WORK ITEM: Where in the entries below does "syntax" appear? Copy every line that has it.

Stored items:
=== Section Start ===

//! The line buffer
//!
//! An ordered sequence of lines addressed by index; the position in the
//! vector is the line number, so structural edits renumber implicitly.
//! Every mutation re-derives the affected line's rendered form and tags,
//! then cascades the highlight forward while the open-comment flag keeps
//! changing. Out-of-range operations are silent no-ops; callers rely on
//! cursor clamping, not error codes.

use tracing::debug;

use crate::core::line::Line;
use crate::core::TAB_STOP;
use crate::syntax::Profile;

/// The in-memory document: all line data, the dirty counter, and the
/// active syntax profile
#[derive(Debug, Default)]
pub struct Document {
    lines: Vec<Line>,
    dirty: u64,
    profile: Option<&'static Profile>,
    tab_stop: usize,
}

impl Document {
    /// Create an empty document
    pub fn new() -> Self {
        Self {
            lines: Vec::new(),
            dirty: 0,
            profile: None,
            tab_stop: TAB_STOP,
        }
    }

    /// Number of lines
    pub fn line_count(&self) -> usize {
        self.lines.len()
    }

    /// Borrow a line by index
    pub fn line(&self, index: usize) -> Option<&Line> {
        self.lines.get(index)
    }

    /// All lines in order
    pub fn lines(&self) -> &[Line] {
        &self.lines
    }

    /// True if the document has unsaved changes
    pub fn is_dirty(&self) -> bool {
        self.dirty > 0
    }

    /// Mark the current state as written to disk
    pub fn mark_saved(&mut self) {
        self.dirty = 0;
    }

    /// Tab stop width used for rendering
    pub fn tab_stop(&self) -> usize {
        self.tab_stop
    }

    /// Active syntax profile, if any
    pub fn profile(&self) -> Option<&'static Profile> {
        self.profile
    }

    /// Switch syntax profile and re-derive every line's tags
    pub fn set_profile(&mut self, profile: Option<&'static Profile>) {
        self.profile = profile;
        for index in 0..self.lines.len() {
            let prev_open = index > 0 && self.lines[index - 1].open_comment();
            self.lines[index].update_tags(self.profile, prev_open);
        }
    }

    /// Insert a new line at `index`; out of range is a no-op
    pub fn insert_line(&mut self, index: usize, text: &str) {
        if index > self.lines.len() {
            return;
        }
        debug!(index, len = text.len(), "insert line");
        self.lines.insert(index, Line::new(text, self.tab_stop));
        self.rehighlight_from(index);
        self.dirty += 1;
    }

    /// Remove the line at `index`; out of range is a no-op
    pub fn delete_line(&mut self, index: usize) {
        if index >= self.lines.len() {
            return;
        }
        debug!(index, "delete line");
        self.lines.remove(index);
        // the line now at `index` has a new predecessor
        self.rehighlight_from(index);
        self.dirty += 1;
    }

    /// Split a line at a column: column 0 inserts an empty line before it,
    /// anything else moves the suffix onto a new following line. The caller
    /// is expected to move its cursor to the start of the next row.
    pub fn split_line(&mut self, row: usize, column: usize) {
        if column == 0 {
            self.insert_line(row, "");
            return;
        }
        let Some(line) = self.lines.get_mut(row) else {
            return;
        };
        let suffix = line.split_off(column, self.tab_stop);
        self.insert_line(row + 1, &suffix);
        self.rehighlight_from(row);
        self.dirty += 1;
    }

    /// Append line `row`'s content to the line above and remove it;
    /// `row == 0` is a no-op
    pub fn join_with_previous(&mut self, row: usize) {
        if row == 0 || row >= self.lines.len() {
            return;
        }
        let text = self.lines[row].raw().to_string();
        self.lines[row - 1].append(&text, self.tab_stop);
        self.rehighlight_from(row - 1);
        self.delete_line(row);
        self.dirty += 1;
    }

    /// Insert a character into a line; the column clamps to the line end
    pub fn insert_char(&mut self, row: usize, column: usize, ch: char) {
        let Some(line) = self.lines.get_mut(row) else {
            return;
        };
        line.insert_char(column, ch, self.tab_stop);
        self.rehighlight_from(row);
        self.dirty += 1;
    }

    /// Delete the character at a column; out of range is a no-op
    pub fn delete_char(&mut self, row: usize, column: usize) {
        let Some(line) = self.lines.get_mut(row) else {
            return;
        };
        if column >= line.len() {
            return;
        }
        line.delete_char(column, self.tab_stop);
        self.rehighlight_from(row);
        self.dirty += 1;
    }

    /// Full document content for saving: every line terminated by a newline
    pub fn to_text(&self) -> String {
        let total: usize = self.lines.iter().map(|l| l.len() + 1).sum();
        let mut text = String::with_capacity(total);
        for line in &self.lines {
            text.push_str(line.raw());
            text.push('\n');
        }
        text
    }

    /// Re-derive tags starting at `index`, walking forward while the
    /// open-comment flag keeps changing. A single inserted `/*` or `*/`
    /// re-colors the whole following region this way, without recursion.
    fn rehighlight_from(&mut self, mut index: usize) {
        while index < self.lines.len() {
            let prev_open = index > 0 && self.lines[index - 1].open_comment();
            let changed = self.lines[index].update_tags(self.profile, prev_open);
            if !changed {
                break;
            }
            index += 1;
        }
    }
}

=== Section End ===

EXPECTED ANSWER:
use crate::syntax::Profile;
/// active syntax profile
    /// Active syntax profile, if any
    /// Switch syntax profile and re-derive every line's tags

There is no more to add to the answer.